__Work request__. Can you pull out each line of the data below that includes the word "pattern"?

Stored data entries:
++++++++

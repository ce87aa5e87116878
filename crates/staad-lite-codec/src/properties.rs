// This Source Code Form is subject to the terms of the Mozilla Public
// License, v. 2.0. If a copy of the MPL was not distributed with this
// file, You can obtain one at https://mozilla.org/MPL/2.0/.

//! Extractors for member section profiles and shell thickness records
//!
//! Member property rows are `<ids> <clause>` where the clause shape is
//! picked by token pattern, most specific first. `START USER TABLE` blocks
//! define arbitrary polygon sections that later `UPTABLE` rows must resolve
//! against; an unresolved reference aborts the decode.

use crate::cursor::{require_f64, require_u32, starts_numeric, starts_with_number, LineCursor};
use crate::ranges::expand_ids;
use staad_lite_model::{
    normalize_profile_name, CodecError, ElementProperty, MemberProperty, Result, SectionConstants,
    SectionProfile, ShapeId, StdDocument, UserTableSection,
};

const MEMBER_SECTION: &str = "MEMBER PROPERTY";
const ELEMENT_SECTION: &str = "ELEMENT PROPERTY";
const TABLE_SECTION: &str = "USER TABLE";

/// Read `<ids> <clause>` rows of a `MEMBER PROPERTY` section.
pub fn read_member_properties(cur: &mut LineCursor, doc: &mut StdDocument) -> Result<()> {
    while let Some(line) = cur.take_if(starts_numeric) {
        let toks: Vec<&str> = line.split_whitespace().collect();
        let (ids, clause) = split_ids(&toks);
        let members: Vec<ShapeId> = expand_ids(ids.iter().copied())
            .ok_or_else(|| CodecError::malformed(MEMBER_SECTION, line))?
            .into_iter()
            .map(ShapeId)
            .collect();

        if clause.first() == Some(&"UPTABLE") {
            resolve_user_table(doc, clause, members, line)?;
            continue;
        }
        let profile = parse_profile_clause(clause, line)?;
        doc.member_properties.push(MemberProperty { profile, members });
    }
    Ok(())
}

/// Split a row into its leading id tokens (ids and `TO`) and the clause.
fn split_ids<'a>(toks: &'a [&'a str]) -> (&'a [&'a str], &'a [&'a str]) {
    let end = toks
        .iter()
        .position(|t| *t != "TO" && !t.chars().next().is_some_and(|c| c.is_ascii_digit()))
        .unwrap_or(toks.len());
    (&toks[..end], &toks[end..])
}

/// Match an `UPTABLE <table> <name>` reference against a previously decoded
/// user-table definition.
fn resolve_user_table(
    doc: &mut StdDocument,
    clause: &[&str],
    members: Vec<ShapeId>,
    line: &str,
) -> Result<()> {
    let table = require_u32(
        clause.get(1).copied().unwrap_or_default(),
        MEMBER_SECTION,
        line,
    )?;
    let name = clause.get(2..).unwrap_or_default().join(" ");
    if name.is_empty() {
        return Err(CodecError::malformed(MEMBER_SECTION, line));
    }
    let entry = doc.member_properties.iter_mut().find(|p| {
        matches!(&p.profile, SectionProfile::UserTable(t) if t.table == table && t.name == name)
    });
    match entry {
        Some(property) => {
            property.members.extend(members);
            Ok(())
        }
        None => Err(CodecError::UnresolvedUserTable {
            table,
            profile: name,
        }),
    }
}

/// Decode one property clause into a profile, most specific pattern first.
fn parse_profile_clause(clause: &[&str], line: &str) -> Result<SectionProfile> {
    match clause {
        ["PRIS", "ROUND", rest @ ..] => {
            let values = keyword_values(rest, &["STA", "END", "THI"], line)?;
            Ok(SectionProfile::RoundTaper {
                start_diameter: values[0],
                end_diameter: values[1],
                thickness: values[2],
            })
        }
        ["PRIS", rest @ ..] => parse_prismatic(rest, line),
        ["TAPERED", rest @ ..] => {
            if rest.len() != 7 {
                return Err(CodecError::malformed(MEMBER_SECTION, line));
            }
            let mut params = [0.0; 7];
            for (slot, tok) in params.iter_mut().zip(rest) {
                *slot = require_f64(tok, MEMBER_SECTION, line)?;
            }
            Ok(SectionProfile::TaperedI { params })
        }
        ["TABLE", "ST", "PIPE", rest @ ..] if rest.contains(&"OD") && rest.contains(&"ID") => {
            let values = keyword_values(rest, &["OD", "ID"], line)?;
            Ok(SectionProfile::Pipe {
                outer_diameter: values[0],
                inner_diameter: values[1],
            })
        }
        ["TABLE", "ST", name, ..] => Ok(SectionProfile::Catalog {
            name: normalize_profile_name(name),
        }),
        _ => Err(CodecError::malformed(MEMBER_SECTION, line)),
    }
}

/// Dispatch `PRIS` key sets by specificity: YD+ZD+YB+ZB, then YD+ZD+ZB,
/// then YD+ZD, then YD alone.
fn parse_prismatic(rest: &[&str], line: &str) -> Result<SectionProfile> {
    let mut yd = None;
    let mut zd = None;
    let mut yb = None;
    let mut zb = None;
    let mut i = 0;
    while i + 1 < rest.len() {
        let value = require_f64(rest[i + 1], MEMBER_SECTION, line)?;
        match rest[i] {
            "YD" => yd = Some(value),
            "ZD" => zd = Some(value),
            "YB" => yb = Some(value),
            "ZB" => zb = Some(value),
            _ => return Err(CodecError::malformed(MEMBER_SECTION, line)),
        }
        i += 2;
    }
    match (yd, zd, yb, zb) {
        (Some(depth), Some(flange_width), Some(stem_depth), Some(stem_width)) => {
            Ok(SectionProfile::Tee {
                depth,
                flange_width,
                stem_depth,
                stem_width,
            })
        }
        (Some(depth), Some(top_width), None, Some(bottom_width)) => Ok(SectionProfile::Trapezoid {
            depth,
            top_width,
            bottom_width,
        }),
        (Some(depth), Some(width), None, None) => Ok(SectionProfile::Rectangle { depth, width }),
        (Some(diameter), None, None, None) => Ok(SectionProfile::Circle { diameter }),
        _ => Err(CodecError::malformed(MEMBER_SECTION, line)),
    }
}

/// Collect `<key> <value>` pairs in the given key order.
fn keyword_values(rest: &[&str], keys: &[&str], line: &str) -> Result<Vec<f64>> {
    let mut out = Vec::with_capacity(keys.len());
    for key in keys {
        let at = rest
            .iter()
            .position(|t| t == key)
            .ok_or_else(|| CodecError::malformed(MEMBER_SECTION, line))?;
        let tok = rest
            .get(at + 1)
            .ok_or_else(|| CodecError::malformed(MEMBER_SECTION, line))?;
        out.push(require_f64(tok, MEMBER_SECTION, line)?);
    }
    Ok(out)
}

/// Read a `START USER TABLE` block up to its `END` marker.
pub fn read_user_table(cur: &mut LineCursor, doc: &mut StdDocument) -> Result<()> {
    let mut table = 1u32;
    while let Some(line) = cur.peek() {
        if line == "END" {
            cur.advance();
            break;
        }
        if let Some(rest) = line.strip_prefix("TABLE ") {
            table = require_u32(rest.trim(), TABLE_SECTION, line)?;
            cur.advance();
        } else if line.starts_with("UNIT") {
            cur.advance();
        } else if line == "GENERAL" {
            cur.advance();
            read_general_section(cur, doc, table)?;
        } else {
            cur.advance();
        }
    }
    Ok(())
}

/// One `GENERAL` entry: name, 16 section constants, then `PROFILE_POINTS`
/// and the polygon point pairs.
fn read_general_section(cur: &mut LineCursor, doc: &mut StdDocument, table: u32) -> Result<()> {
    let name = cur
        .next_line()
        .ok_or_else(|| CodecError::malformed(TABLE_SECTION, "GENERAL"))?
        .to_string();

    let mut values: Vec<f64> = Vec::new();
    while let Some(line) = cur.peek() {
        if line == "PROFILE_POINTS" {
            break;
        }
        for tok in line.split_whitespace() {
            values.push(require_f64(tok, TABLE_SECTION, line)?);
        }
        cur.advance();
    }
    if cur.take_if(|l| l == "PROFILE_POINTS").is_none() || values.len() != 16 {
        return Err(CodecError::malformed(TABLE_SECTION, &name));
    }
    let mut constants = [0.0; 16];
    constants.copy_from_slice(&values);

    let mut points: Vec<f64> = Vec::new();
    while let Some(line) = cur.take_if(starts_with_number) {
        for tok in line.split_whitespace() {
            points.push(require_f64(tok, TABLE_SECTION, line)?);
        }
    }
    if points.is_empty() || points.len() % 2 != 0 {
        return Err(CodecError::malformed(TABLE_SECTION, &name));
    }
    let polygon = points.chunks(2).map(|p| [p[0], p[1]]).collect();

    doc.member_properties.push(MemberProperty {
        profile: SectionProfile::UserTable(UserTableSection {
            table,
            name,
            constants: SectionConstants::from_array(constants),
            polygon,
        }),
        members: Vec::new(),
    });
    Ok(())
}

/// Read `<ids> THICKNESS <t1..t4>` rows of an `ELEMENT PROPERTY` section.
pub fn read_element_properties(cur: &mut LineCursor, doc: &mut StdDocument) -> Result<()> {
    while let Some(line) = cur.take_if(starts_numeric) {
        let toks: Vec<&str> = line.split_whitespace().collect();
        let at = toks
            .iter()
            .position(|t| *t == "THICKNESS")
            .ok_or_else(|| CodecError::malformed(ELEMENT_SECTION, line))?;
        let elements: Vec<ShapeId> = expand_ids(toks[..at].iter().copied())
            .ok_or_else(|| CodecError::malformed(ELEMENT_SECTION, line))?
            .into_iter()
            .map(ShapeId)
            .collect();
        let values = &toks[at + 1..];
        if values.is_empty() || values.len() > 4 {
            return Err(CodecError::malformed(ELEMENT_SECTION, line));
        }
        let mut thicknesses = Vec::with_capacity(values.len());
        for tok in values {
            thicknesses.push(require_f64(tok, ELEMENT_SECTION, line)?);
        }
        doc.element_properties.push(ElementProperty {
            thicknesses,
            elements,
        });
    }
    Ok(())
}
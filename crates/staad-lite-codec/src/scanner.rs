// This Source Code Form is subject to the terms of the Mozilla Public
// License, v. 2.0. If a copy of the MPL was not distributed with this
// file, You can obtain one at https://mozilla.org/MPL/2.0/.

//! Section scanner: one linear pass over the logical line stream
//!
//! Sections may appear in any order and are independent; a header keyword
//! hands the cursor to that section's extractor, which consumes record rows
//! and stops at the first line it does not recognize. Anything outside a
//! known section is skipped.

use crate::constants::{self, RawBetas};
use crate::cursor::LineCursor;
use crate::{geometry, loads, materials, properties, supports, units};
use staad_lite_model::{CodecError, Result, StdDocument};

/// Decode the joined line stream into a document.
///
/// Unit and up-axis declarations are resolved first (the last declaration
/// wins file-wide), then every section is scanned in one pass, and finally
/// cross-record state is resolved: member endpoint coordinates, beta-angle
/// vectors and combination categories.
pub fn scan(lines: &[String]) -> Result<StdDocument> {
    let mut doc = StdDocument::default();
    for line in lines {
        units::scan_declaration(line, &mut doc)?;
    }
    let factor = doc.units.force_factor();

    let mut raw_betas = RawBetas::new();
    let mut cur = LineCursor::new(lines);
    while let Some(line) = cur.peek() {
        if let Some(title) = line.strip_prefix("STAAD SPACE") {
            doc.name = title.trim().to_string();
            cur.advance();
        } else if line == "JOINT COORDINATES" {
            cur.advance();
            geometry::read_joints(&mut cur, &mut doc)?;
        } else if line == "MEMBER INCIDENCES" {
            cur.advance();
            geometry::read_members(&mut cur, &mut doc)?;
        } else if line == "ELEMENT INCIDENCES SHELL" {
            cur.advance();
            geometry::read_shells(&mut cur, &mut doc)?;
        } else if line == "DEFINE MATERIAL START" {
            cur.advance();
            materials::read_materials(&mut cur, &mut doc, factor)?;
        } else if line == "START USER TABLE" {
            cur.advance();
            properties::read_user_table(&mut cur, &mut doc)?;
        } else if line.starts_with("MEMBER PROPERTY") {
            cur.advance();
            properties::read_member_properties(&mut cur, &mut doc)?;
        } else if line == "ELEMENT PROPERTY" {
            cur.advance();
            properties::read_element_properties(&mut cur, &mut doc)?;
        } else if line == "CONSTANTS" {
            cur.advance();
            constants::read_constants(&mut cur, &mut doc, &mut raw_betas)?;
        } else if line == "MEMBER OFFSET" {
            cur.advance();
            constants::read_offsets(&mut cur, &mut doc)?;
        } else if line == "SUPPORTS" || line == "SUPPORT" {
            cur.advance();
            supports::read_supports(&mut cur, &mut doc)?;
        } else if line == "START GROUP DEFINITION" {
            cur.advance();
            geometry::read_groups(&mut cur, &mut doc)?;
        } else if line == "DEFINE ENVELOPE" {
            cur.advance();
            loads::read_envelopes(&mut cur, &mut doc)?;
        } else if loads::is_combination_header(line) {
            loads::read_combination(&mut cur, &mut doc)?;
        } else if loads::is_case_header(line) {
            loads::read_load_case(&mut cur, &mut doc, factor)?;
        } else {
            cur.advance();
        }
    }

    finish(&mut doc, raw_betas)?;
    Ok(doc)
}

/// Resolve cross-record state once every section has been read.
fn finish(doc: &mut StdDocument, raw_betas: RawBetas) -> Result<()> {
    let StdDocument {
        joints, members, ..
    } = doc;
    for (id, member) in members.iter_mut() {
        let start = joints
            .get(&member.start)
            .ok_or(CodecError::UndefinedJoint {
                member: *id,
                joint: member.start,
            })?;
        let end = joints.get(&member.end).ok_or(CodecError::UndefinedJoint {
            member: *id,
            joint: member.end,
        })?;
        member.start_coords = *start;
        member.end_coords = *end;
    }

    constants::resolve_betas(doc, raw_betas);

    let envelopes: Vec<_> = doc
        .envelopes
        .iter()
        .map(|(id, env)| (*id, env.combinations.clone()))
        .collect();
    for (envelope_id, combinations) in envelopes {
        for combination in combinations {
            if let Some(comb) = doc.combinations.get_mut(&combination) {
                comb.category = Some(envelope_id);
            }
        }
    }
    Ok(())
}

#[cfg(test)]
mod tests {
    use super::*;
    use crate::joiner::join_lines;
    use staad_lite_model::{
        CombinationId, EnvelopeId, ForceUnit, JointId, ShapeId, UpAxis, Vec3,
    };

    const TEST_STD: &str = "STAAD SPACE PORTAL FRAME
START JOB INFORMATION
ENGINEER DATE 05/08/2026
END JOB INFORMATION
INPUT WIDTH 79
UNIT METER KN
SET Z UP
JOINT COORDINATES
1 0.000 0.000 0.000; 2 0.000 0.000 3.000; 3 6.000 0.000 3.000;
4 6.000 0.000 0.000;
MEMBER INCIDENCES
1 1 2; 2 2 3; 3 3 4;
DEFINE MATERIAL START
ISOTROPIC STEEL
E 2.1e+08
POISSON 0.3
DENSITY 76.8195
END DEFINE MATERIAL
MEMBER PROPERTY EUROPEAN
1 TO 3 TABLE ST HE200A
CONSTANTS
MATERIAL STEEL MEMB 1 TO 3
SUPPORTS
1 4 FIXED
LOAD 1 LOADTYPE Dead TITLE SELF WEIGHT
SELFWEIGHT Z -1
LOAD 2 LOADTYPE Live TITLE IMPOSED
MEMBER LOAD
2 UNI GZ -5
LOAD COMB 101 ULS
1 1.35 2 1.5
PERFORM ANALYSIS
DEFINE ENVELOPE
101 ENVELOPE 1 TYPE STRENGTH
END DEFINE ENVELOPE
FINISH
";

    #[test]
    fn scans_a_complete_file() {
        let lines = join_lines(TEST_STD);
        let doc = scan(&lines).unwrap();

        assert_eq!(doc.name, "PORTAL FRAME");
        assert_eq!(doc.units.force, ForceUnit::KiloNewton);
        assert_eq!(doc.up_axis, UpAxis::Z);
        assert_eq!(doc.joints.len(), 4);
        assert_eq!(doc.members.len(), 3);
        assert_eq!(doc.materials.len(), 1);
        assert_eq!(doc.member_properties.len(), 1);
        assert_eq!(doc.supports.len(), 1);
        assert_eq!(doc.load_cases.len(), 2);
        assert_eq!(doc.combinations.len(), 1);
        assert_eq!(doc.envelopes.len(), 1);

        // Endpoint coordinates are cached on the incidence records
        let member = &doc.members[&ShapeId(2)];
        assert_eq!(member.start_coords, Vec3::new(0.0, 0.0, 3.0));
        assert_eq!(member.end_coords, Vec3::new(6.0, 0.0, 3.0));

        // The combination picked up its envelope as category
        assert_eq!(
            doc.combinations[&CombinationId(101)].category,
            Some(EnvelopeId(1))
        );
    }

    #[test]
    fn member_with_missing_joint_is_fatal() {
        let lines = join_lines("MEMBER INCIDENCES\n1 1 2;\n");
        let err = scan(&lines).unwrap_err();
        assert!(matches!(err, CodecError::UndefinedJoint { .. }));
    }

    #[test]
    fn sections_in_any_order() {
        let content = "SUPPORTS\n1 PINNED\nJOINT COORDINATES\n1 0.0 0.0 0.0;\n";
        let doc = scan(&join_lines(content)).unwrap();
        assert_eq!(doc.supports.len(), 1);
        assert_eq!(doc.joints.len(), 1);
        assert_eq!(doc.joints[&JointId(1)], Vec3::new(0.0, 0.0, 0.0));
    }
}
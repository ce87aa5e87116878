// This Source Code Form is subject to the terms of the Mozilla Public
// License, v. 2.0. If a copy of the MPL was not distributed with this
// file, You can obtain one at https://mozilla.org/MPL/2.0/.

//! STAAD-Lite Model - Record types for the std text model codec
//!
//! This crate defines the typed records a std file decodes into and encodes
//! from: joints, member and shell incidences, materials, section profiles,
//! supports, load cases, combinations, envelopes and groups, held together by
//! [`StdDocument`]. The codec itself lives in `staad-lite-codec`; downstream
//! model builders consume the records from here.
//!
//! Every polymorphic record family is a tagged enum ([`SectionProfile`],
//! [`SupportKind`], [`LoadItem`]) so consumers pattern-match exhaustively
//! instead of probing string-keyed maps.
//!
//! # Example
//!
//! ```ignore
//! use staad_lite_model::{StdDocument, LoadItem};
//!
//! fn count_joint_loads(doc: &StdDocument) -> usize {
//!     doc.load_cases
//!         .values()
//!         .flat_map(|case| &case.items)
//!         .filter(|item| matches!(item, LoadItem::JointLoad { .. }))
//!         .count()
//! }
//! ```

pub mod document;
pub mod error;
pub mod geometry;
pub mod loads;
pub mod materials;
pub mod properties;
pub mod supports;
pub mod types;

// Re-export all public types
pub use document::*;
pub use error::*;
pub use geometry::*;
pub use loads::*;
pub use materials::*;
pub use properties::*;
pub use supports::*;
pub use types::*;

++++++++

__Answer__.
//! picked by token pattern, most specific first. `START USER TABLE` blocks
/// Decode one property clause into a profile, most specific pattern first.
//! [`SupportKind`], [`LoadItem`]) so consumers pattern-match exhaustively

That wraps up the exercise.